Detailed example, fitting with a model equivalent circuit

This example demonstrates how to use the EZ module to fit an equivalent circuit to an impedance vs angular frequency response, measured experimentally at different applied bias. In this example electrochemical impedance spectroscopy (EIS) data is analyzed.
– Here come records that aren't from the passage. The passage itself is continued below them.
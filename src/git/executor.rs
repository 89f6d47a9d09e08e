use crate::audit::AuditLogger;
use crate::error::{GitError, GitResult};
use std::collections::BTreeMap;
use std::fmt;
use std::path::Path;
use std::process::{Command, Output, Stdio};
use std::sync::Arc;
use tracing::{debug, info, warn};

/// Executable used when no other program is configured
pub const DEFAULT_PROGRAM: &str = "git";

/// Result of executing a git command
#[derive(Debug, Clone, PartialEq, Eq)]
pub struct CommandOutput {
    pub stdout: String,
    pub stderr: String,
    pub exit_code: i32,
    pub success: bool,
}

impl CommandOutput {
    pub fn new(stdout: impl Into<String>, stderr: impl Into<String>, exit_code: i32) -> Self {
        Self {
            stdout: stdout.into(),
            stderr: stderr.into(),
            exit_code,
            success: exit_code == 0,
        }
    }

    /// Standard output followed by standard error
    pub fn output(&self) -> String {
        let mut combined = self.stdout.clone();
        combined.push_str(&self.stderr);
        combined
    }
}

impl From<Output> for CommandOutput {
    fn from(output: Output) -> Self {
        Self {
            stdout: String::from_utf8_lossy(&output.stdout).into_owned(),
            stderr: String::from_utf8_lossy(&output.stderr).into_owned(),
            // Killed by a signal
            exit_code: output.status.code().unwrap_or(-1),
            success: output.status.success(),
        }
    }
}

/// Something that can run the version-control tool.
///
/// A non-zero exit status is not an error at this level: it comes back as
/// data in [`CommandOutput`]. Only failing to start the process is an `Err`.
pub trait CommandRunner: fmt::Debug + Send + Sync {
    /// Run the tool with `args`, inside `work_dir` when one is given,
    /// otherwise in the caller's current directory.
    fn run(&self, work_dir: Option<&Path>, args: &[String]) -> GitResult<CommandOutput>;

    /// Name of the executable, used when reporting a command line
    fn program(&self) -> &str {
        DEFAULT_PROGRAM
    }
}

/// What a wrapper does with a non-zero exit status
#[derive(Debug, Clone, Copy, PartialEq, Eq, Default)]
pub enum ExitPolicy {
    /// Turn a non-zero exit into [`GitError::CommandFailed`]
    #[default]
    Check,
    /// Hand the output back no matter how the command exited
    Ignore,
}

impl ExitPolicy {
    pub fn apply(self, program: &str, args: &[String], output: CommandOutput) -> GitResult<CommandOutput> {
        if self == ExitPolicy::Ignore || output.success {
            return Ok(output);
        }

        Err(GitError::CommandFailed {
            command: command_line(program, args),
            exit_code: output.exit_code,
            output: output.output(),
        })
    }
}

/// Render a command line for diagnostics, quoting arguments that would not
/// survive a round trip through a shell.
pub fn command_line(program: &str, args: &[String]) -> String {
    let mut line = program.to_string();
    for arg in args {
        line.push(' ');
        if arg.is_empty() || arg.chars().any(|c| c.is_whitespace() || "'\"$`\\;&|<>(){}*?".contains(c)) {
            line.push('\'');
            line.push_str(&arg.replace('\'', r"'\''"));
            line.push('\'');
        } else {
            line.push_str(arg);
        }
    }
    line
}

/// Spawns the git executable directly, one process per call, with the
/// working directory set on the child rather than on this process.
#[derive(Debug, Clone)]
pub struct GitExecutor {
    program: String,
    env: BTreeMap<String, String>,
    show_commands: bool,
    audit: Option<Arc<AuditLogger>>,
}

impl GitExecutor {
    /// Create an executor for `git` found on the search path
    pub fn new() -> Self {
        Self::with_program(DEFAULT_PROGRAM)
    }

    /// Create an executor for a specific executable
    pub fn with_program(program: impl Into<String>) -> Self {
        Self {
            program: program.into(),
            env: BTreeMap::new(),
            show_commands: false,
            audit: None,
        }
    }

    /// Set an environment variable for every spawned process
    pub fn env(mut self, key: impl Into<String>, value: impl Into<String>) -> Self {
        self.env.insert(key.into(), value.into());
        self
    }

    /// Emit each assembled command line before running it
    pub fn show_commands(mut self, show: bool) -> Self {
        self.show_commands = show;
        self
    }

    /// Record every executed command in a history log
    pub fn audit(mut self, logger: AuditLogger) -> Self {
        self.audit = Some(Arc::new(logger));
        self
    }

    pub fn is_showing_commands(&self) -> bool {
        self.show_commands
    }

    pub fn environment(&self) -> &BTreeMap<String, String> {
        &self.env
    }

    fn record(&self, line: &str, work_dir: Option<&Path>, exit_code: i32) {
        let Some(logger) = &self.audit else {
            return;
        };

        let dir = work_dir.unwrap_or_else(|| Path::new("."));
        if let Err(e) = logger.log_command(line, dir, exit_code) {
            warn!(log = %logger.log_path().display(), error = %e, "failed to write command history");
        }
    }
}

impl Default for GitExecutor {
    fn default() -> Self {
        Self::new()
    }
}

impl CommandRunner for GitExecutor {
    fn run(&self, work_dir: Option<&Path>, args: &[String]) -> GitResult<CommandOutput> {
        let line = command_line(&self.program, args);
        if self.show_commands {
            info!(dir = ?work_dir, "{}", line);
        }
        debug!(program = %self.program, ?args, dir = ?work_dir, "spawning");

        let mut cmd = Command::new(&self.program);
        cmd.args(args)
            .envs(&self.env)
            .stdin(Stdio::null())
            .stdout(Stdio::piped())
            .stderr(Stdio::piped());
        if let Some(dir) = work_dir {
            cmd.current_dir(dir);
        }

        let output = cmd.output().map_err(|source| GitError::Spawn {
            program: self.program.clone(),
            source,
        })?;
        let output = CommandOutput::from(output);

        debug!(exit_code = output.exit_code, "{} finished", line);
        self.record(&line, work_dir, output.exit_code);

        Ok(output)
    }

    fn program(&self) -> &str {
        &self.program
    }
}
Equivalent circuit definition

An equivalent circuit can be defined using the classes R, C, Q and W. R correspond to a resistance, C a capacitance, Q a constant phase element and W a Warburg element. In this example we only use R and Q. We initialize all the elements in the circuit with a unique label:

from EZ.model import Q, R

R_sol = R("S")
R_b = R("Bulk")
Q_b = Q("SC")
R_s = R("SS")
Q_s = Q("SS")

Then we can define a model equivalent circuit using these elements. Adding elements is equivalent to connecting them in series and dividing elements is equivalent to connecting them in parallel. Blocks of elements can be constituted using parentheses.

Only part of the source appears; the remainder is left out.